Look for "Item" in each line of the entries, and return the matching lines.

(Dataset entries)
--*--

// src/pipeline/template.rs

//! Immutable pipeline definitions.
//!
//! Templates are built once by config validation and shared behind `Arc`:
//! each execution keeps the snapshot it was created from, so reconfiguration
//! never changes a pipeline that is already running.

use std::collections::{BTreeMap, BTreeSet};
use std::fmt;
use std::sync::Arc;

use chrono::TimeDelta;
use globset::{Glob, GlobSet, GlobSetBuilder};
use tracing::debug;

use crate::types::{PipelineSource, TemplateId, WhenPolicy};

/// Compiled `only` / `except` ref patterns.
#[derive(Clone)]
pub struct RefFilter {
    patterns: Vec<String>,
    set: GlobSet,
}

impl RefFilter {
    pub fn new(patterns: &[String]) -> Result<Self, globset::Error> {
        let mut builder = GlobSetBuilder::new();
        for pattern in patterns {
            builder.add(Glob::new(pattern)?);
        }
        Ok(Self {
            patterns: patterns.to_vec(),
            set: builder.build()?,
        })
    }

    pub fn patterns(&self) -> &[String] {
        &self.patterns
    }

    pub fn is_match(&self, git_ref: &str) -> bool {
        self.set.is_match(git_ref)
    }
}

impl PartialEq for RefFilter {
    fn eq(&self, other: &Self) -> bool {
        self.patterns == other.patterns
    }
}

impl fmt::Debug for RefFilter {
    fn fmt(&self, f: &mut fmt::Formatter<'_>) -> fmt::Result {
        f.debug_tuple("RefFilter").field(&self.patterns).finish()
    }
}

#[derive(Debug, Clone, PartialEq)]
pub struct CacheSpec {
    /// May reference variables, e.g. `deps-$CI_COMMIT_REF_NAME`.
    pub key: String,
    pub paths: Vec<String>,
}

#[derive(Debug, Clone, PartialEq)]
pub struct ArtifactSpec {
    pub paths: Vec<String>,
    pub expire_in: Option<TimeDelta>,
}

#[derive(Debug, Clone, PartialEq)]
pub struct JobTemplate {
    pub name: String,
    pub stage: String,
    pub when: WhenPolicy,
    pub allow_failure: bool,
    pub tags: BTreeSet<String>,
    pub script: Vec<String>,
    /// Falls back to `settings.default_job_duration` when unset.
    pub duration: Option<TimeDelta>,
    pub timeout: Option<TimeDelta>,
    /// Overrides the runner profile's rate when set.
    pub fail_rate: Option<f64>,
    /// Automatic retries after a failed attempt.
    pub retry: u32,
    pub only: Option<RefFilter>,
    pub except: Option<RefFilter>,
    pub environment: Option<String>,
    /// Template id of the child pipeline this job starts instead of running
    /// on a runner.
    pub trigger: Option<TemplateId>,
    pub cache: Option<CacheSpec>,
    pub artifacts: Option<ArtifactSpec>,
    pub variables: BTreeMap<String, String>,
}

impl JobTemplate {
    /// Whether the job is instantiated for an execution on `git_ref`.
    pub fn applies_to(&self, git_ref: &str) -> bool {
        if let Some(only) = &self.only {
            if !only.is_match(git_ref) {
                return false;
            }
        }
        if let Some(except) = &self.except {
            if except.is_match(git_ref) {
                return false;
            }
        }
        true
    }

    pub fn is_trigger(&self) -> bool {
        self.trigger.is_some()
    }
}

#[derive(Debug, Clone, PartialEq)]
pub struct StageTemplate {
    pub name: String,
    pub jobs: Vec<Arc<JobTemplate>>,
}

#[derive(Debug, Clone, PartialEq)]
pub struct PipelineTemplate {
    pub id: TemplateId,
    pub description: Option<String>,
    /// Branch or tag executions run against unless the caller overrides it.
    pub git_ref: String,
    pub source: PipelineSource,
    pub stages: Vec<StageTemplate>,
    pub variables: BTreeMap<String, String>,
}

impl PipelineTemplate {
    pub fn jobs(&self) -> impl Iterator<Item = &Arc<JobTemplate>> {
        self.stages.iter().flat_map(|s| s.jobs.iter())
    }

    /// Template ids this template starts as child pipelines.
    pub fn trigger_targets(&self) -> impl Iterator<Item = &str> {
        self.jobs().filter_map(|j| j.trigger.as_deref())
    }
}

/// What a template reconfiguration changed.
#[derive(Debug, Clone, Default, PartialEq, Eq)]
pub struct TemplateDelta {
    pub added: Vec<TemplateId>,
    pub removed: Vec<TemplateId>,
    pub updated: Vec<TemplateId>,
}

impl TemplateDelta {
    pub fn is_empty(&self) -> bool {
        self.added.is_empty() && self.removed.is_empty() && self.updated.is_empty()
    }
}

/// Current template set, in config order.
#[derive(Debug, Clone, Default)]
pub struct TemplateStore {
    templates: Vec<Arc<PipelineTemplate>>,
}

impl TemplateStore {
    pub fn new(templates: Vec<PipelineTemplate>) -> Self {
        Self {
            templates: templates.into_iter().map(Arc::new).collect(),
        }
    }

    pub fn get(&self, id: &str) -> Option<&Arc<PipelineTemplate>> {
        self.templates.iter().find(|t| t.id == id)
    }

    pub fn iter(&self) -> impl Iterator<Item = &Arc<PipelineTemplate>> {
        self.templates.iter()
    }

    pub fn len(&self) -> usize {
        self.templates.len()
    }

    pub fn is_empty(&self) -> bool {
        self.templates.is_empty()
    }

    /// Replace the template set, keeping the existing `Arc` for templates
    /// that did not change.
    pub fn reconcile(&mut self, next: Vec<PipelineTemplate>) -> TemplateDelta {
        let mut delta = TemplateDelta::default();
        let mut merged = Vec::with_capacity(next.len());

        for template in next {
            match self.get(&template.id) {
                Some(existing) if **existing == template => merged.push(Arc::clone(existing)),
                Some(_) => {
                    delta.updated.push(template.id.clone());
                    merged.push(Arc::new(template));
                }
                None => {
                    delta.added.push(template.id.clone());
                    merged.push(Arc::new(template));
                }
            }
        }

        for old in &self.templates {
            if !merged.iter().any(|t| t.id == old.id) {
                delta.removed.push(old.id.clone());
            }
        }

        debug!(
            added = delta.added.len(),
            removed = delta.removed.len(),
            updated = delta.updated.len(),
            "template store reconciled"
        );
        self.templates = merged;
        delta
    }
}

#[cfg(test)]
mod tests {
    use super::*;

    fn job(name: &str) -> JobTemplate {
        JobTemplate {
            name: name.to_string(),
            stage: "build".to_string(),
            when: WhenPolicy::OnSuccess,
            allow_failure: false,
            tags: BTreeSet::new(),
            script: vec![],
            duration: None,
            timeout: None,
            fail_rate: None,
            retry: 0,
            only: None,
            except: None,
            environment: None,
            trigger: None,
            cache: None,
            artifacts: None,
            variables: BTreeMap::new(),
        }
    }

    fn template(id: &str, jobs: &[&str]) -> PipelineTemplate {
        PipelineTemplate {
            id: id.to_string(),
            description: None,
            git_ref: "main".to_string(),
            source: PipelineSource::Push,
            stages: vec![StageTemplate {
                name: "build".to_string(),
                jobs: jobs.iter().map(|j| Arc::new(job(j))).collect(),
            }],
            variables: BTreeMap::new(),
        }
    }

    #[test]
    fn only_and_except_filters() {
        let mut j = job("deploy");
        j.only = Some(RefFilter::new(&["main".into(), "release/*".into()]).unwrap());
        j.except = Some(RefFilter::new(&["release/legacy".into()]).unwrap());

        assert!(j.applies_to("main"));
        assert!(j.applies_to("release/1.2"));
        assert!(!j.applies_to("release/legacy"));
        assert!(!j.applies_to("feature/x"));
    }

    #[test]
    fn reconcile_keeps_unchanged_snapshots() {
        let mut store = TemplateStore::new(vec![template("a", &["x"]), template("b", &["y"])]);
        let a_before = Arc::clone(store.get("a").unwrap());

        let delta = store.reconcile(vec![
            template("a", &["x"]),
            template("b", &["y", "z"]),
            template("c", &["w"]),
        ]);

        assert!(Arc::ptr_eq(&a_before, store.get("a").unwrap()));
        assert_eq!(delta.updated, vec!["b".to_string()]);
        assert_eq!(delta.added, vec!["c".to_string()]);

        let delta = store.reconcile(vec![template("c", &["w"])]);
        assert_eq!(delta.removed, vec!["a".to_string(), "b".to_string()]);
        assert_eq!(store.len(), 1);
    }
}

--*--

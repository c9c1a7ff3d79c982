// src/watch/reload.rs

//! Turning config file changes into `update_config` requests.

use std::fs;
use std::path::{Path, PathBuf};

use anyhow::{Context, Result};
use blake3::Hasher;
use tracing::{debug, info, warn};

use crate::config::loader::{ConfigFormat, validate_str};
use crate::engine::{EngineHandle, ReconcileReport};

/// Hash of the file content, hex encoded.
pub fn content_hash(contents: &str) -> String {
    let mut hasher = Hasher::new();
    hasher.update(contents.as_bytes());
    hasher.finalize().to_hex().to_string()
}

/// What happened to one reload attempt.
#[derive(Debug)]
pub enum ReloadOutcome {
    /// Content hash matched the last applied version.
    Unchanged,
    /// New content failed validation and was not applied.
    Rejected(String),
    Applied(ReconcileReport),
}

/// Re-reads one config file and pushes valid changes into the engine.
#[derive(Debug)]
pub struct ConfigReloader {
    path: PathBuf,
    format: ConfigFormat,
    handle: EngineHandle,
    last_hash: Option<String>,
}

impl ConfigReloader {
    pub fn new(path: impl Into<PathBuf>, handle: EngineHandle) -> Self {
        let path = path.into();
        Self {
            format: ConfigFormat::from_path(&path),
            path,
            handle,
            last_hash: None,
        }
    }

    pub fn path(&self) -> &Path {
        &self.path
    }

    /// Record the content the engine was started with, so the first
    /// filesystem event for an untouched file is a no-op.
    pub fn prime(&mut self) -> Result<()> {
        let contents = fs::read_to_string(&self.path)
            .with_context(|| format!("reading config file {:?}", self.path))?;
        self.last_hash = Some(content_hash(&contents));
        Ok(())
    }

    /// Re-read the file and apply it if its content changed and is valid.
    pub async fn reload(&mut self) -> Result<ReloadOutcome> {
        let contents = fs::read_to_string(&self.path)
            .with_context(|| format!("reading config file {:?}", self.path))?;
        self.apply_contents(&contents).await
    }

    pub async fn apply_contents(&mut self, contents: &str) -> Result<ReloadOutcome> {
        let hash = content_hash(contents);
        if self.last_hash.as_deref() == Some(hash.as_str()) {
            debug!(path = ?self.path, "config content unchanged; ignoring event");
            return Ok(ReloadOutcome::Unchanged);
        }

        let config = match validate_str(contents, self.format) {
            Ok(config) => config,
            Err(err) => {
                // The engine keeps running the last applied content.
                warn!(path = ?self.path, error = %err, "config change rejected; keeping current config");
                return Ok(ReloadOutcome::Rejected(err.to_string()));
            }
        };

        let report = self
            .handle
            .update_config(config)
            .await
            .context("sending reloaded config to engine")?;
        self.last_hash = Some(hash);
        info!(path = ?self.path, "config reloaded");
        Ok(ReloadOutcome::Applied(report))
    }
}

--*--

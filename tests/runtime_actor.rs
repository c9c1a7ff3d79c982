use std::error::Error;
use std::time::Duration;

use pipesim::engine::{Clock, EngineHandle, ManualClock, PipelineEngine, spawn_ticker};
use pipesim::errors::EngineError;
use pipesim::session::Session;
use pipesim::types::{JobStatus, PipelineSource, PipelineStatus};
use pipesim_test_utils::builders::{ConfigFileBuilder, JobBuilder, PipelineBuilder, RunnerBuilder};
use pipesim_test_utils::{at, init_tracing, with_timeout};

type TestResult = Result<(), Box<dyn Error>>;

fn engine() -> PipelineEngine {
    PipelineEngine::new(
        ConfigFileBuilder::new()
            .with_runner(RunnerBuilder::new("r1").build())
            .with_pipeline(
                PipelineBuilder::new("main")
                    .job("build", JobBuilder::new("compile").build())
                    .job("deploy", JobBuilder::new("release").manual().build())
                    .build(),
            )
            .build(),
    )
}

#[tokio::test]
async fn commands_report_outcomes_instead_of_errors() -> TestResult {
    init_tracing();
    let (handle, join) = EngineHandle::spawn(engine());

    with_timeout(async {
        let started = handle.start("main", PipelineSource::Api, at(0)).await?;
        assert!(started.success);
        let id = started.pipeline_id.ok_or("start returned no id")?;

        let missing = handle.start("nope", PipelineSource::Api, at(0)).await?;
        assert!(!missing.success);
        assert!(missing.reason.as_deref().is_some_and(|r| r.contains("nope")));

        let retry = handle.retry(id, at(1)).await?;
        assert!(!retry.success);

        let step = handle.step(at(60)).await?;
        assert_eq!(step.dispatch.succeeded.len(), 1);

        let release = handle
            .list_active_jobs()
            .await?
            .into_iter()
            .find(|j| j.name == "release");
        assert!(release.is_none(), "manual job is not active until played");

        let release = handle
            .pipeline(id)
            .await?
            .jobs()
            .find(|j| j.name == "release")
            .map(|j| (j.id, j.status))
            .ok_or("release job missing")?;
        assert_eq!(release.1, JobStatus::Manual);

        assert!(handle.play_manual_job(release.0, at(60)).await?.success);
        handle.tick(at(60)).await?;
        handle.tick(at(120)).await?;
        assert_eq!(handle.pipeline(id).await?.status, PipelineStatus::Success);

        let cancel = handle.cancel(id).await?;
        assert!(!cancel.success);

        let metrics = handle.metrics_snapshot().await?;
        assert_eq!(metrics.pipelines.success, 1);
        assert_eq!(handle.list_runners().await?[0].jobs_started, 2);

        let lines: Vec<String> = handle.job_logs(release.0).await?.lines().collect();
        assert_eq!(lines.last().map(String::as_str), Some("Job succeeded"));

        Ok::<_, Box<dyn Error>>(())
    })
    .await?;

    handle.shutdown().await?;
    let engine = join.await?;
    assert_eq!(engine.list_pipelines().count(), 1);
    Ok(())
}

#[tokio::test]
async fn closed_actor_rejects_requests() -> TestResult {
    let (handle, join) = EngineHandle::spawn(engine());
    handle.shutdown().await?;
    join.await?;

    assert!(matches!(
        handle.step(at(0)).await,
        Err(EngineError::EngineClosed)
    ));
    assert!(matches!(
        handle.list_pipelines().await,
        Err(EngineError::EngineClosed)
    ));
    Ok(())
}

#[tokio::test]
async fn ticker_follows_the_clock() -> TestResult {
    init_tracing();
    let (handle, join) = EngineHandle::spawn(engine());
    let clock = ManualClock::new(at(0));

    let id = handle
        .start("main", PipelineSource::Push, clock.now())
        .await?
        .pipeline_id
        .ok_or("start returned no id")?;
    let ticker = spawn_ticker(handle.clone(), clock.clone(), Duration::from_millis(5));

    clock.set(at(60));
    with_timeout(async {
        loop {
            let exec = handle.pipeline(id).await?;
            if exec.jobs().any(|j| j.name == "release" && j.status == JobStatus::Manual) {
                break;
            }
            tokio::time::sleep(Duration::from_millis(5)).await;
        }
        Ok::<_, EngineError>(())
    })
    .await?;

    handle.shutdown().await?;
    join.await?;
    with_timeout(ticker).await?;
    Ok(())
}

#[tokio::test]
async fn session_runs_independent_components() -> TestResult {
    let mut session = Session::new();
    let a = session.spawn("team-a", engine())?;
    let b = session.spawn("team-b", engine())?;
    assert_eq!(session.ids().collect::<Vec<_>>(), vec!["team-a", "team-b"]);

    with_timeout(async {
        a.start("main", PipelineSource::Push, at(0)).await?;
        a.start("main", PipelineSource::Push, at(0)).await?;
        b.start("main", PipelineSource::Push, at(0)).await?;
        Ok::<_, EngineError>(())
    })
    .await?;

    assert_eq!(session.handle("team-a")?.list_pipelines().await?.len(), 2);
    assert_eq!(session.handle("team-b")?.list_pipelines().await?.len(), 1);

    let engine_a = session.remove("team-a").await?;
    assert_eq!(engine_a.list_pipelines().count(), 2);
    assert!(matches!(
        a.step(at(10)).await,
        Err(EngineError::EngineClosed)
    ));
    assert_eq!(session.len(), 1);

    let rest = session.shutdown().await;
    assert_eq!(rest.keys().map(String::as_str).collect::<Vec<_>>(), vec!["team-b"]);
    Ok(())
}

--*--

RESPONSE:
    pub fn jobs(&self) -> impl Iterator<Item = &Arc<JobTemplate>> {
    pub fn trigger_targets(&self) -> impl Iterator<Item = &str> {
    pub fn iter(&self) -> impl Iterator<Item = &Arc<PipelineTemplate>> {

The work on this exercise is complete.